Letters posted here are associated with the following article:
The letters thread is now closed.
Disclaimer: 'm an agnostic, raised by an agnostic father and a Jewish mother. My husband is an atheist, raised by Catholic parents.
I find that busy adults rarely have time to devote to long debates about religious beliefs with those around them...in marked contrast to the explorations of college. I'd like to think that manners and civility take more of a hold over time, but it's probably just an issue of novelty. It's old hat, by now. Rarely have my spouse or I been asked about our religious preferences (or lack thereof) as adults.
Here's my take, unpopular as it might be. I've always believed that a person's personal faith is just that...it's personal. Your relationship (or lack thereof) with God, with Buddha, with the oak in the backyard...is yours alone. It does not require display or public validation. It is a thing for you and you alone. For me, I don't believe that religion is for public consumption. It's a private issue.
Certainly, you should share your beliefs with those you are contemplating making a life with, because they are part of your identity. My husband and I stare up at the stars occasionally and wonder if there's anything out there.
But I consider it a gross invasion of privacy (and manners) to invasively inquire about religion, to proselytize to others, to wring one's hands over the status of someone else's soul, or pry about another's beliefs. For me, I guess it is a nonissue, because it is a very personal thing that should not be intruded upon by strangers. Not all aspects of your identity are open to public inspection.
If somebody asks you about your beliefs, tell them this:
"I'm a very private person, and matters of faith are very personal to me. I am very comfortable and at ease with my path, thank you."
You don't have to discuss it. Why should you have to? This is a matter for your own contemplation, for your own intellect and your own heart.
I am a pastor. I know they don't believe what I believe, and vice versa, but we don't feel the need to sit around saying, 'Yannow, Joe, I think your beliefs are total nonsense." It's important to learn to state what you believe absolutely, not relatively. "I believe you are wrong about the existence of God" is a different sort of statement than, "I don't believe in the existence of God." It requires an different sort of response. If you don't want someone to judge your position, tell them without issuing a judgment of theirs.
But who, really, needs to know? Even as a pastor, I find few situations outside of my own congregation in which I need to proclaim, in words, my own beliefs. If my life isn't sufficient testimony, then claiming to be Christian is counterproductive. You don't need a button. You just need to let your own life tell your own story. In this country we spend far too much time talking about our beliefs, possibly because we don't do a very good job of living them out.

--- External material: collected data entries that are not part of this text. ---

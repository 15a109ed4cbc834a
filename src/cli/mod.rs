pub mod call;
pub mod plan;
pub mod run;

pub use call::call;
pub use plan::plan;
pub use run::run;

If you believe it is ok for a university to indoctrinate its students into one world view, one mode of thinking, and to demand that those who don't share its world view either change their beliefs or leave, then you are in the right place.

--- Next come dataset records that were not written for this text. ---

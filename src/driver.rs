//! Sequential request driver.
//!
//! [`Driver::run`] sends operations one at a time, waiting for each response before
//! issuing the next. For every response it writes the status code, then the body
//! when the status is 200. Transport errors end the run; how non-200 statuses are
//! handled is decided by the [`FailurePolicy`].

use std::collections::BTreeMap;
use std::io::Write;

use serde::{Deserialize, Serialize};

use crate::client::GraphApi;
use crate::error::DriverError;
use crate::operation::Operation;
use crate::response::Response;

/// What to do when the server answers with anything other than 200.
#[derive(Debug, Clone, Copy, Default, PartialEq, Eq, Serialize, Deserialize)]
#[serde(rename_all = "snake_case")]
pub enum FailurePolicy {
    /// Log the status and move on to the next operation.
    #[default]
    Continue,
    /// Stop the run with [`DriverError::Rejected`].
    Abort,
}

impl FailurePolicy {
    pub fn as_str(&self) -> &'static str {
        match self {
            Self::Continue => "continue",
            Self::Abort => "abort",
        }
    }
}

impl std::fmt::Display for FailurePolicy {
    fn fmt(&self, f: &mut std::fmt::Formatter<'_>) -> std::fmt::Result {
        f.write_str(self.as_str())
    }
}

impl std::str::FromStr for FailurePolicy {
    type Err = String;

    fn from_str(s: &str) -> Result<Self, Self::Err> {
        match s {
            "continue" => Ok(Self::Continue),
            "abort" => Ok(Self::Abort),
            _ => Err(format!("unknown failure policy: {s} (expected continue or abort)")),
        }
    }
}

/// Tally of a finished run.
#[derive(Debug, Clone, Default, PartialEq, Eq, Serialize)]
pub struct RunSummary {
    /// Requests that got a response.
    pub requests: usize,
    /// Requests answered with 200.
    pub succeeded: usize,
    /// Graph-changing requests answered with 200.
    pub mutations: usize,
    /// Non-200 responses, keyed by status code.
    pub rejected: BTreeMap<u16, usize>,
}

impl RunSummary {
    fn record(&mut self, response: &Response) {
        self.requests += 1;
        if response.is_success() {
            self.succeeded += 1;
            if response.operation.is_mutation() {
                self.mutations += 1;
            }
        } else {
            *self.rejected.entry(response.status).or_default() += 1;
        }
    }

    pub fn rejected_total(&self) -> usize {
        self.rejected.values().sum()
    }
}

pub struct Driver<A> {
    api: A,
    policy: FailurePolicy,
}

impl<A: GraphApi> Driver<A> {
    pub fn new(api: A, policy: FailurePolicy) -> Self {
        Self { api, policy }
    }

    pub fn api(&self) -> &A {
        &self.api
    }

    /// Send `operations` in order, writing each status (and 200 body) to `out`.
    pub async fn run<I, W>(&self, operations: I, out: &mut W) -> Result<RunSummary, DriverError>
    where
        I: IntoIterator<Item = Operation>,
        W: Write,
    {
        let mut summary = RunSummary::default();

        for operation in operations {
            let response = self
                .api
                .send(&operation)
                .await
                .map_err(|source| DriverError::Transport {
                    operation: operation.to_string(),
                    source,
                })?;

            writeln!(out, "{}", response.status)?;
            if let Some(body) = &response.body {
                writeln!(out, "{body}")?;
            }
            summary.record(&response);

            if !response.is_success() {
                tracing::warn!(
                    operation = %operation,
                    status = response.status,
                    outcome = %response.outcome(),
                    policy = %self.policy,
                    "request not applied"
                );
                if self.policy == FailurePolicy::Abort {
                    return Err(DriverError::Rejected {
                        operation: operation.to_string(),
                        status: response.status,
                    });
                }
            }
        }

        tracing::info!(
            requests = summary.requests,
            succeeded = summary.succeeded,
            mutations = summary.mutations,
            rejected = summary.rejected_total(),
            "run complete"
        );
        Ok(summary)
    }
}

There are many universities that are like this. Some even argue that all universities are like this, either embracing right wing religious beliefs, or left wing liberalism, and that you assimilate or leave. I don't agree with this argument.
I think there are universities out there that encourage exploration of ideas, and developemnt of your own world view. They would reward exactly the sort of self-questioning that Cary encourages you to do. You could get credit for answering his questions, and grow as a person. Isn't that the sort of education you want? Or do you see education as so worthless that you just want to get the piece of paper and leave? If so, you need to find a different university.
So, say you start telling your pals that you're an atheist and they leave. They probably weren't real friends to begin with. The inverse of that is found in a Byrds song:
I won't lose a friend by heeding God's call.
For what is a friend who wants you to fall?
Others find pleasure in things I despise.
I like the Christian life!
If it's good for the Christers, it's good for the atheists as well. You'll find other friends who believe in the same things you do and that will feel good. It's good to build some community around similar core beliefs.
To me, whether you stay at this school should be weighed against how much longer before you graduate. If you have two or more years to go, I'd bail and get into one that doesn't require you to sign a blood oath of allegiance to Jesus.
Telling the folks is a real crap shoot. If you do, there will probably be moaning and gnashing of teeth and they may try to convert you or send you to reprogramming camp. I express my thoughts about religion and Christianity when they come up in the family, but I don't make a big deal of it. When they pray at the table, I sit silently and meditate and I don't say "amen" afterward like everyone else. I'd go to church with my mom if she really wanted to go just to make her happy. The singing is nice, but I wouldn't participate in the creeds or sacraments.
Cary's right - start figuring out your core beliefs and responsibilities and the way will make itself known. Of course, you might be 75 when that happens, but you won't have wasted your life.
Athiest in Hiding,
First off, don't label yourself. By doing that, you set yourself up for attack by allowing people to attribute to you their worst assumptions. You haven't "become" anything different from what you were the day before you decided not to believe in a god. You merely changed some opinions. If you have to have a label, call yourself a "freethinker" or a "skeptic". That is what you are, right? You would be willing to believe in a creator if it's existence could be proven? Secondly, read "The God Delusion" by Richard Dawkins (if you haven't already) as well as "god is not Great" by Christopher Hitchens and "Breaking the Spell" by Daniel Dennett. Those books will help you think through some lingering doubts about belief. Third, join an athiest group. You can get much practical advice by talking to others in your situation. Best of luck!